Report how many lines below contain the word "default", and give only that number.

(Collected data)
┏━━

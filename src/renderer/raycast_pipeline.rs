//! Raycast render pipeline
//!
//! Renders the entire view in the fragment shader: a fullscreen triangle and
//! a per-pixel DDA march through the occupancy grid, which sits in a
//! read-only storage buffer for the whole session.

use bytemuck::{Pod, Zeroable};
use wgpu::util::DeviceExt;

use crate::sim::{OccupancyGrid, SimState};

// ============================================================================
// GPU DATA STRUCTURES (must match shader)
// ============================================================================

#[repr(C)]
#[derive(Copy, Clone, Pod, Zeroable)]
struct Globals {
    player_pos: [f32; 2], // offset 0
    player_rot: [f32; 2], // offset 8
    aspect: f32,          // offset 16 - framebuffer height / width
    frame: u32,           // offset 20 - wrapping frame counter
    grid_w: u32,          // offset 24
    grid_h: u32,          // offset 28
}

// ============================================================================
// RAYCAST RENDER STATE
// ============================================================================

pub struct RaycastRenderState {
    pub surface: wgpu::Surface<'static>,
    pub device: wgpu::Device,
    pub queue: wgpu::Queue,
    pub config: wgpu::SurfaceConfiguration,
    pub pipeline: wgpu::RenderPipeline,

    globals_buffer: wgpu::Buffer,
    bind_group: wgpu::BindGroup,

    pub size: (u32, u32),
    grid_dims: (u32, u32),
}

impl RaycastRenderState {
    /// Build the surface configuration and the raycast pipeline on a device
    /// the caller already owns (the generator ran on it first). The grid is
    /// uploaded once here and never written again.
    ///
    /// Shader compile/link diagnostics are captured with an error scope and
    /// logged; rendering then proceeds with whatever pipeline came out of it
    /// (fail open - a demo with a black screen beats no demo).
    pub fn new(
        surface: wgpu::Surface<'static>,
        adapter: &wgpu::Adapter,
        device: wgpu::Device,
        queue: wgpu::Queue,
        width: u32,
        height: u32,
        grid: &OccupancyGrid,
    ) -> Self {
        let surface_caps = surface.get_capabilities(adapter);
        let surface_format = surface_caps
            .formats
            .iter()
            .find(|f| f.is_srgb())
            .copied()
            .unwrap_or(surface_caps.formats[0]);
        log::info!("Using surface format: {:?}", surface_format);

        let config = wgpu::SurfaceConfiguration {
            usage: wgpu::TextureUsages::RENDER_ATTACHMENT,
            format: surface_format,
            width,
            height,
            present_mode: wgpu::PresentMode::AutoVsync,
            alpha_mode: surface_caps.alpha_modes[0],
            view_formats: vec![],
            desired_maximum_frame_latency: 2,
        };
        surface.configure(&device, &config);

        let error_scope = device.push_error_scope(wgpu::ErrorFilter::Validation);

        let shader = device.create_shader_module(wgpu::ShaderModuleDescriptor {
            label: Some("raycast_shader"),
            source: wgpu::ShaderSource::Wgsl(include_str!("raycast_shader.wgsl").into()),
        });

        let globals_buffer = device.create_buffer_init(&wgpu::util::BufferInitDescriptor {
            label: Some("globals"),
            contents: bytemuck::bytes_of(&Globals {
                player_pos: [0.0, 0.0],
                player_rot: [1.0, 0.0],
                aspect: height as f32 / width as f32,
                frame: 0,
                grid_w: grid.width(),
                grid_h: grid.height(),
            }),
            usage: wgpu::BufferUsages::UNIFORM | wgpu::BufferUsages::COPY_DST,
        });

        let grid_buffer = device.create_buffer_init(&wgpu::util::BufferInitDescriptor {
            label: Some("grid_cells"),
            contents: bytemuck::cast_slice(grid.cells()),
            usage: wgpu::BufferUsages::STORAGE,
        });

        let bind_group_layout = device.create_bind_group_layout(&wgpu::BindGroupLayoutDescriptor {
            label: Some("raycast_bind_group_layout"),
            entries: &[
                wgpu::BindGroupLayoutEntry {
                    binding: 0,
                    visibility: wgpu::ShaderStages::FRAGMENT,
                    ty: wgpu::BindingType::Buffer {
                        ty: wgpu::BufferBindingType::Uniform,
                        has_dynamic_offset: false,
                        min_binding_size: None,
                    },
                    count: None,
                },
                wgpu::BindGroupLayoutEntry {
                    binding: 1,
                    visibility: wgpu::ShaderStages::FRAGMENT,
                    ty: wgpu::BindingType::Buffer {
                        ty: wgpu::BufferBindingType::Storage { read_only: true },
                        has_dynamic_offset: false,
                        min_binding_size: None,
                    },
                    count: None,
                },
            ],
        });

        let bind_group = device.create_bind_group(&wgpu::BindGroupDescriptor {
            label: Some("raycast_bind_group"),
            layout: &bind_group_layout,
            entries: &[
                wgpu::BindGroupEntry {
                    binding: 0,
                    resource: globals_buffer.as_entire_binding(),
                },
                wgpu::BindGroupEntry {
                    binding: 1,
                    resource: grid_buffer.as_entire_binding(),
                },
            ],
        });

        let pipeline_layout = device.create_pipeline_layout(&wgpu::PipelineLayoutDescriptor {
            label: Some("raycast_pipeline_layout"),
            bind_group_layouts: &[&bind_group_layout],
            immediate_size: 0,
        });

        let pipeline = device.create_render_pipeline(&wgpu::RenderPipelineDescriptor {
            label: Some("raycast_pipeline"),
            layout: Some(&pipeline_layout),
            vertex: wgpu::VertexState {
                module: &shader,
                entry_point: Some("vs_main"),
                buffers: &[], // No vertex buffers - fullscreen triangle
                compilation_options: Default::default(),
            },
            fragment: Some(wgpu::FragmentState {
                module: &shader,
                entry_point: Some("fs_main"),
                targets: &[Some(wgpu::ColorTargetState {
                    format: config.format,
                    blend: None,
                    write_mask: wgpu::ColorWrites::ALL,
                })],
                compilation_options: Default::default(),
            }),
            primitive: wgpu::PrimitiveState {
                topology: wgpu::PrimitiveTopology::TriangleList,
                ..Default::default()
            },
            depth_stencil: None,
            multisample: wgpu::MultisampleState::default(),
            multiview_mask: None,
            cache: None,
        });

        if let Some(err) = pollster::block_on(error_scope.pop()) {
            log::error!("Raycast shader/pipeline validation failed: {err}");
        }

        Self {
            surface,
            device,
            queue,
            config,
            pipeline,
            globals_buffer,
            bind_group,
            size: (width, height),
            grid_dims: (grid.width(), grid.height()),
        }
    }

    pub fn resize(&mut self, new_width: u32, new_height: u32) {
        if new_width > 0 && new_height > 0 {
            self.size = (new_width, new_height);
            self.config.width = new_width;
            self.config.height = new_height;
            self.surface.configure(&self.device, &self.config);
        }
    }

    /// Aspect ratio fed to the shader: framebuffer height / width
    pub fn aspect(&self) -> f32 {
        self.size.1 as f32 / self.size.0 as f32
    }

    /// Upload the frame's state and draw
    pub fn render(&mut self, state: &SimState) -> Result<(), wgpu::SurfaceError> {
        let globals = Globals {
            player_pos: [state.position.x, state.position.y],
            player_rot: [state.heading.a, state.heading.b],
            aspect: self.aspect(),
            frame: state.frame,
            grid_w: self.grid_dims.0,
            grid_h: self.grid_dims.1,
        };
        self.queue
            .write_buffer(&self.globals_buffer, 0, bytemuck::bytes_of(&globals));

        let output = self.surface.get_current_texture()?;
        let view = output
            .texture
            .create_view(&wgpu::TextureViewDescriptor::default());

        let mut encoder = self
            .device
            .create_command_encoder(&wgpu::CommandEncoderDescriptor {
                label: Some("raycast_encoder"),
            });

        {
            let mut render_pass = encoder.begin_render_pass(&wgpu::RenderPassDescriptor {
                label: Some("raycast_render_pass"),
                color_attachments: &[Some(wgpu::RenderPassColorAttachment {
                    view: &view,
                    resolve_target: None,
                    ops: wgpu::Operations {
                        load: wgpu::LoadOp::Clear(wgpu::Color {
                            r: 0.1,
                            g: 0.2,
                            b: 0.3,
                            a: 1.0,
                        }),
                        store: wgpu::StoreOp::Store,
                    },
                    depth_slice: None,
                })],
                depth_stencil_attachment: None,
                timestamp_writes: None,
                occlusion_query_set: None,
                multiview_mask: None,
            });

            render_pass.set_pipeline(&self.pipeline);
            render_pass.set_bind_group(0, &self.bind_group, &[]);
            render_pass.draw(0..3, 0..1); // Fullscreen triangle
        }

        self.queue.submit(std::iter::once(encoder.finish()));
        output.present();

        Ok(())
    }
}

┗━━

OUTPUT BELOW:
5